Transcribe the data below verbatim from the line with "for a color" to the line with "b'a'..=b'h' => bytes[0]". Include both of those lines.

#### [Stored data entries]
[Start of Attachment]

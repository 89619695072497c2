//! Deku - Type definitions and constants
//!
//! Pieces are small signed integers: the sign is the color (positive for
//! White, negative for Black) and the magnitude is the piece type, with two
//! extra magnitudes carrying special status (en passant eligible pawn,
//! castle eligible rook and king).

use std::fmt;

use crate::error::BoardError;

/// A piece value on the grid. Zero is an empty square.
pub type Piece = i8;

/// A full 8x8 grid indexed `[file][rank]`.
pub type Layout = [[Piece; 8]; 8];

/// Piece magnitudes
pub const EMPTY: Piece = 0;
pub const PAWN: Piece = 1;
pub const EN_PASSANT_PAWN: Piece = 2;
pub const ROOK: Piece = 3;
pub const CASTLE_ROOK: Piece = 4;
pub const KNIGHT: Piece = 5;
pub const BISHOP: Piece = 6;
pub const QUEEN: Piece = 7;
pub const KING: Piece = 8;
pub const CASTLE_KING: Piece = 9;

/// File and rank names for algebraic notation
pub const FILE_NAMES: &[u8; 8] = b"abcdefgh";
pub const RANK_NAMES: &[u8; 8] = b"12345678";

/// The two sides.
#[derive(Clone, Copy, Debug, PartialEq, Eq, Hash)]
pub enum Color {
    White,
    Black,
}

impl Color {
    /// +1 for White, -1 for Black.
    #[inline]
    pub const fn sign(self) -> i8 {
        match self {
            Color::White => 1,
            Color::Black => -1,
        }
    }

    /// Rank holding this side's king and rooks at the start.
    #[inline]
    pub const fn home_rank(self) -> u8 {
        match self {
            Color::White => 0,
            Color::Black => 7,
        }
    }

    /// Rank pawns of this side start on.
    #[inline]
    pub const fn pawn_rank(self) -> u8 {
        match self {
            Color::White => 1,
            Color::Black => 6,
        }
    }

    /// Rank on which pawns of this side promote.
    #[inline]
    pub const fn promotion_rank(self) -> u8 {
        match self {
            Color::White => 7,
            Color::Black => 0,
        }
    }

    /// Rank step of a pawn advance.
    #[inline]
    pub const fn forward(self) -> i8 {
        self.sign()
    }
}

impl std::ops::Not for Color {
    type Output = Color;

    fn not(self) -> Color {
        match self {
            Color::White => Color::Black,
            Color::Black => Color::White,
        }
    }
}

impl fmt::Display for Color {
    fn fmt(&self, f: &mut fmt::Formatter<'_>) -> fmt::Result {
        match self {
            Color::White => write!(f, "white"),
            Color::Black => write!(f, "black"),
        }
    }
}

/// Extract the magnitude (type and status) of a piece
#[inline]
pub fn magnitude(piece: Piece) -> Piece {
    piece.abs()
}

/// Color of a piece, `None` for an empty square
#[inline]
pub fn color_of(piece: Piece) -> Option<Color> {
    match piece.signum() {
        1 => Some(Color::White),
        -1 => Some(Color::Black),
        _ => None,
    }
}

/// Check if the piece belongs to `color`
#[inline]
pub fn is_color(piece: Piece, color: Color) -> bool {
    piece != EMPTY && piece.signum() == color.sign()
}

/// Check if the piece is an opponent of `color`
#[inline]
pub fn is_enemy(piece: Piece, color: Color) -> bool {
    piece != EMPTY && piece.signum() == -color.sign()
}

#[inline]
pub fn is_pawn(piece: Piece) -> bool {
    matches!(magnitude(piece), PAWN | EN_PASSANT_PAWN)
}

#[inline]
pub fn is_king(piece: Piece) -> bool {
    matches!(magnitude(piece), KING | CASTLE_KING)
}

/// Signed piece value for a color
#[inline]
pub const fn colored(magnitude: Piece, color: Color) -> Piece {
    magnitude * color.sign()
}

/// Piece value to diagram character (uppercase White, lowercase Black)
pub fn piece_to_char(piece: Piece) -> Option<char> {
    let c = match magnitude(piece) {
        PAWN | EN_PASSANT_PAWN => 'p',
        ROOK | CASTLE_ROOK => 'r',
        KNIGHT => 'n',
        BISHOP => 'b',
        QUEEN => 'q',
        KING | CASTLE_KING => 'k',
        _ => return None,
    };
    if piece > 0 {
        Some(c.to_ascii_uppercase())
    } else {
        Some(c)
    }
}

/// A board coordinate, file and rank each in `0..8`.
#[derive(Clone, Copy, Debug, PartialEq, Eq, Hash, PartialOrd, Ord)]
pub struct Square {
    pub file: u8,
    pub rank: u8,
}

impl Square {
    /// Create a square from coordinates known to be on the board.
    #[inline]
    pub const fn new(file: u8, rank: u8) -> Self {
        debug_assert!(file < 8 && rank < 8);
        Square { file, rank }
    }

    /// Create a square from raw coordinates, e.g. a mouse position.
    pub fn try_new(file: i32, rank: i32) -> Result<Self, BoardError> {
        if (0..8).contains(&file) && (0..8).contains(&rank) {
            Ok(Square::new(file as u8, rank as u8))
        } else {
            Err(BoardError::OutOfBounds { file, rank })
        }
    }

    /// Square displaced by `(df, dr)`, `None` when it leaves the board
    #[inline]
    pub fn offset(self, df: i8, dr: i8) -> Option<Square> {
        let file = self.file as i8 + df;
        let rank = self.rank as i8 + dr;
        if (0..8).contains(&file) && (0..8).contains(&rank) {
            Some(Square::new(file as u8, rank as u8))
        } else {
            None
        }
    }

    /// Parse algebraic notation ("e4")
    pub fn parse(name: &str) -> Result<Self, BoardError> {
        let bytes = name.as_bytes();
        if bytes.len() != 2 {
            return Err(BoardError::BadSquare(name.to_string()));
        }
        let file = match bytes[0] {
            b'a'..=b'h' => bytes[0] - b'a',
            _ => return Err(BoardError::BadSquare(name.to_string())),
        };
        let rank = match bytes[1] {
            b'1'..=b'8' => bytes[1] - b'1',
            _ => return Err(BoardError::BadSquare(name.to_string())),
        };
        Ok(Square::new(file, rank))
    }

    /// All 64 squares in file-major, rank-minor order.
    pub fn all() -> impl Iterator<Item = Square> {
        (0..8u8).flat_map(|file| (0..8u8).map(move |rank| Square::new(file, rank)))
    }
}

impl fmt::Display for Square {
    fn fmt(&self, f: &mut fmt::Formatter<'_>) -> fmt::Result {
        write!(
            f,
            "{}{}",
            FILE_NAMES[self.file as usize] as char,
            RANK_NAMES[self.rank as usize] as char
        )
    }
}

[End of Attachment]

#### [Expected answer]
/// Signed piece value for a color
#[inline]
pub const fn colored(magnitude: Piece, color: Color) -> Piece {
    magnitude * color.sign()
}

/// Piece value to diagram character (uppercase White, lowercase Black)
pub fn piece_to_char(piece: Piece) -> Option<char> {
    let c = match magnitude(piece) {
        PAWN | EN_PASSANT_PAWN => 'p',
        ROOK | CASTLE_ROOK => 'r',
        KNIGHT => 'n',
        BISHOP => 'b',
        QUEEN => 'q',
        KING | CASTLE_KING => 'k',
        _ => return None,
    };
    if piece > 0 {
        Some(c.to_ascii_uppercase())
    } else {
        Some(c)
    }
}

/// A board coordinate, file and rank each in `0..8`.
#[derive(Clone, Copy, Debug, PartialEq, Eq, Hash, PartialOrd, Ord)]
pub struct Square {
    pub file: u8,
    pub rank: u8,
}

impl Square {
    /// Create a square from coordinates known to be on the board.
    #[inline]
    pub const fn new(file: u8, rank: u8) -> Self {
        debug_assert!(file < 8 && rank < 8);
        Square { file, rank }
    }

    /// Create a square from raw coordinates, e.g. a mouse position.
    pub fn try_new(file: i32, rank: i32) -> Result<Self, BoardError> {
        if (0..8).contains(&file) && (0..8).contains(&rank) {
            Ok(Square::new(file as u8, rank as u8))
        } else {
            Err(BoardError::OutOfBounds { file, rank })
        }
    }

    /// Square displaced by `(df, dr)`, `None` when it leaves the board
    #[inline]
    pub fn offset(self, df: i8, dr: i8) -> Option<Square> {
        let file = self.file as i8 + df;
        let rank = self.rank as i8 + dr;
        if (0..8).contains(&file) && (0..8).contains(&rank) {
            Some(Square::new(file as u8, rank as u8))
        } else {
            None
        }
    }

    /// Parse algebraic notation ("e4")
    pub fn parse(name: &str) -> Result<Self, BoardError> {
        let bytes = name.as_bytes();
        if bytes.len() != 2 {
            return Err(BoardError::BadSquare(name.to_string()));
        }
        let file = match bytes[0] {
            b'a'..=b'h' => bytes[0] - b'a',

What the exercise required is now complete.